Search each line below for the word "filename" and list those that contain it.

[Saved data entries]
==============================

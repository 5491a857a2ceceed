use eframe::egui::{Pos2, Vec2};

#[derive(Clone, Copy, Debug, PartialEq)]
pub enum DragState {
    Idle,
    Dragging { pointer_start: Pos2, camera_start: Vec2 },
}

#[derive(Clone, Debug, PartialEq)]
pub enum PointerEvent {
    Down { position: Pos2, target: Option<String> },
    Move { position: Pos2 },
    Up { position: Pos2 },
    Leave,
}

#[derive(Clone, Debug)]
pub struct Viewport {
    offset: Vec2,
    home: Vec2,
    drag: DragState,
}

impl Viewport {
    pub fn new(offset: Vec2) -> Self {
        Self {
            offset,
            home: offset,
            drag: DragState::Idle,
        }
    }

    pub fn offset(&self) -> Vec2 {
        self.offset
    }

    pub fn drag_state(&self) -> DragState {
        self.drag
    }

    pub fn is_dragging(&self) -> bool {
        matches!(self.drag, DragState::Dragging { .. })
    }

    pub fn begin_drag(&mut self, pointer: Pos2) {
        self.drag = DragState::Dragging {
            pointer_start: pointer,
            camera_start: self.offset,
        };
    }

    pub fn drag_to(&mut self, pointer: Pos2) -> bool {
        let DragState::Dragging {
            pointer_start,
            camera_start,
        } = self.drag
        else {
            return false;
        };

        let next = camera_start + (pointer - pointer_start);
        let moved = next != self.offset;
        self.offset = next;
        moved
    }

    pub fn end_drag(&mut self) {
        self.drag = DragState::Idle;
    }

    pub fn reset(&mut self) {
        self.offset = self.home;
        self.drag = DragState::Idle;
    }

    pub fn project(&self, origin: Pos2, world: Vec2) -> Pos2 {
        origin + self.offset + world
    }

    pub fn unproject(&self, origin: Pos2, screen: Pos2) -> Vec2 {
        screen - origin - self.offset
    }
}

impl Default for Viewport {
    fn default() -> Self {
        Self::new(Vec2::ZERO)
    }
}

#[cfg(test)]
mod tests {
    use eframe::egui::{pos2, vec2};

    use super::*;

    #[test]
    fn drag_moves_camera_by_pointer_delta() {
        let mut viewport = Viewport::new(Vec2::ZERO);

        viewport.begin_drag(pos2(100.0, 100.0));
        viewport.drag_to(pos2(140.0, 130.0));
        assert_eq!(viewport.offset(), vec2(40.0, 30.0));

        viewport.end_drag();
        assert!(!viewport.drag_to(pos2(400.0, 400.0)));
        assert_eq!(viewport.offset(), vec2(40.0, 30.0));
    }

    #[test]
    fn consecutive_drags_accumulate() {
        let mut viewport = Viewport::new(vec2(-10.0, 5.0));

        viewport.begin_drag(pos2(0.0, 0.0));
        viewport.drag_to(pos2(20.0, 0.0));
        viewport.end_drag();
        viewport.begin_drag(pos2(50.0, 50.0));
        viewport.drag_to(pos2(50.0, 80.0));

        assert_eq!(viewport.offset(), vec2(10.0, 35.0));
        assert!(viewport.is_dragging());
    }

    #[test]
    fn project_and_unproject_are_inverse() {
        let mut viewport = Viewport::new(vec2(12.0, -7.0));
        let origin = pos2(400.0, 300.0);
        let world = vec2(-35.0, 90.0);

        let screen = viewport.project(origin, world);
        assert_eq!(screen, pos2(377.0, 383.0));
        assert_eq!(viewport.unproject(origin, screen), world);

        viewport.begin_drag(pos2(0.0, 0.0));
        viewport.drag_to(pos2(5.0, 5.0));
        viewport.reset();
        assert_eq!(viewport.offset(), vec2(12.0, -7.0));
        assert_eq!(viewport.drag_state(), DragState::Idle);
    }
}
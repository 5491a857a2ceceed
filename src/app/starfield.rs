use eframe::egui::{Color32, Painter, Pos2, Rect, Vec2, vec2};
use rand::{Rng, RngCore};

use super::render_utils::with_alpha;

const STAR_COUNT: usize = 220;
const WRAP_MARGIN: f32 = 20.0;

#[derive(Clone, Debug, PartialEq)]
struct Star {
    position: Vec2,
    velocity: Vec2,
    radius: f32,
    alpha: f32,
}

pub(super) struct Starfield {
    stars: Vec<Star>,
    bounds: Vec2,
}

impl Starfield {
    pub(super) fn new(rng: &mut dyn RngCore) -> Self {
        Self::with_count(rng, STAR_COUNT)
    }

    fn with_count(rng: &mut dyn RngCore, count: usize) -> Self {
        // unit square until the first frame tells us the canvas size
        let stars = (0..count)
            .map(|_| Star {
                position: vec2(rng.random::<f32>(), rng.random::<f32>()),
                velocity: vec2(
                    (rng.random::<f32>() - 0.5) * 0.08,
                    (rng.random::<f32>() - 0.5) * 0.06,
                ),
                radius: rng.random::<f32>() * 0.9 + 0.2,
                alpha: rng.random::<f32>() * 0.35 + 0.1,
            })
            .collect();

        Self {
            stars,
            bounds: Vec2::ZERO,
        }
    }

    fn fit(&mut self, size: Vec2) {
        if self.bounds == size {
            return;
        }
        if self.bounds == Vec2::ZERO {
            for star in &mut self.stars {
                star.position = star.position * size;
            }
        } else if self.bounds.x > 0.0 && self.bounds.y > 0.0 {
            let scale = size / self.bounds;
            for star in &mut self.stars {
                star.position = star.position * scale;
            }
        }
        self.bounds = size;
    }

    pub(super) fn advance(&mut self, size: Vec2) {
        if size.x <= 0.0 || size.y <= 0.0 {
            return;
        }
        self.fit(size);

        let span = size + Vec2::splat(WRAP_MARGIN * 2.0);
        for star in &mut self.stars {
            let shifted = star.position + star.velocity + Vec2::splat(WRAP_MARGIN);
            star.position = vec2(shifted.x.rem_euclid(span.x), shifted.y.rem_euclid(span.y))
                - Vec2::splat(WRAP_MARGIN);
        }
    }

    pub(super) fn draw(&self, painter: &Painter, rect: Rect) {
        let base = Color32::from_rgb(200, 220, 255);
        for star in &self.stars {
            let position: Pos2 = rect.min + star.position;
            if !rect.expand(2.0).contains(position) {
                continue;
            }
            painter.circle_filled(position, star.radius, with_alpha(base, star.alpha));
        }
    }
}
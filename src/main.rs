mod app;

use std::path::PathBuf;

use clap::Parser;
use log::error;

use watch_constellation::logging::init_logging;

#[derive(Debug, Parser)]
#[command(author, version, about)]
struct Args {
    /// JSON file holding the saved titles. Created with a starter list when missing.
    #[arg(long, default_value = "watchlist.json")]
    watchlist: PathBuf,

    /// JSON file with cluster definitions replacing the bundled sky.
    #[arg(long)]
    constellations: Option<PathBuf>,

    /// Seed for spawn offsets, shimmer and the starfield.
    #[arg(long)]
    seed: Option<u64>,

    /// trace, debug, info, warn, error or off. Falls back to RUST_LOG.
    #[arg(long)]
    log_level: Option<String>,

    /// Also write rotating log files into this directory.
    #[arg(long)]
    log_dir: Option<PathBuf>,
}

fn main() -> eframe::Result<()> {
    let args = Args::parse();
    let _logger = match init_logging(args.log_level.as_deref(), args.log_dir.as_deref()) {
        Ok(handle) => Some(handle),
        Err(error) => {
            eprintln!("logging disabled: {error:#}");
            None
        }
    };

    let config = app::AppConfig {
        watchlist_path: args.watchlist,
        constellations_path: args.constellations,
        seed: args.seed,
    };
    let options = eframe::NativeOptions {
        viewport: eframe::egui::ViewportBuilder::default().with_inner_size([1440.0, 920.0]),
        ..Default::default()
    };

    let result = eframe::run_native(
        "Watch Constellation",
        options,
        Box::new(move |cc| Ok(Box::new(app::ConstellationApp::new(cc, config)))),
    );
    if let Err(error) = &result {
        error!("event=app_exit status=error error={error}");
    }
    result
}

==============================

**Answer to the exercise:**
filename src/app/starfield.rs
filename src/main.rs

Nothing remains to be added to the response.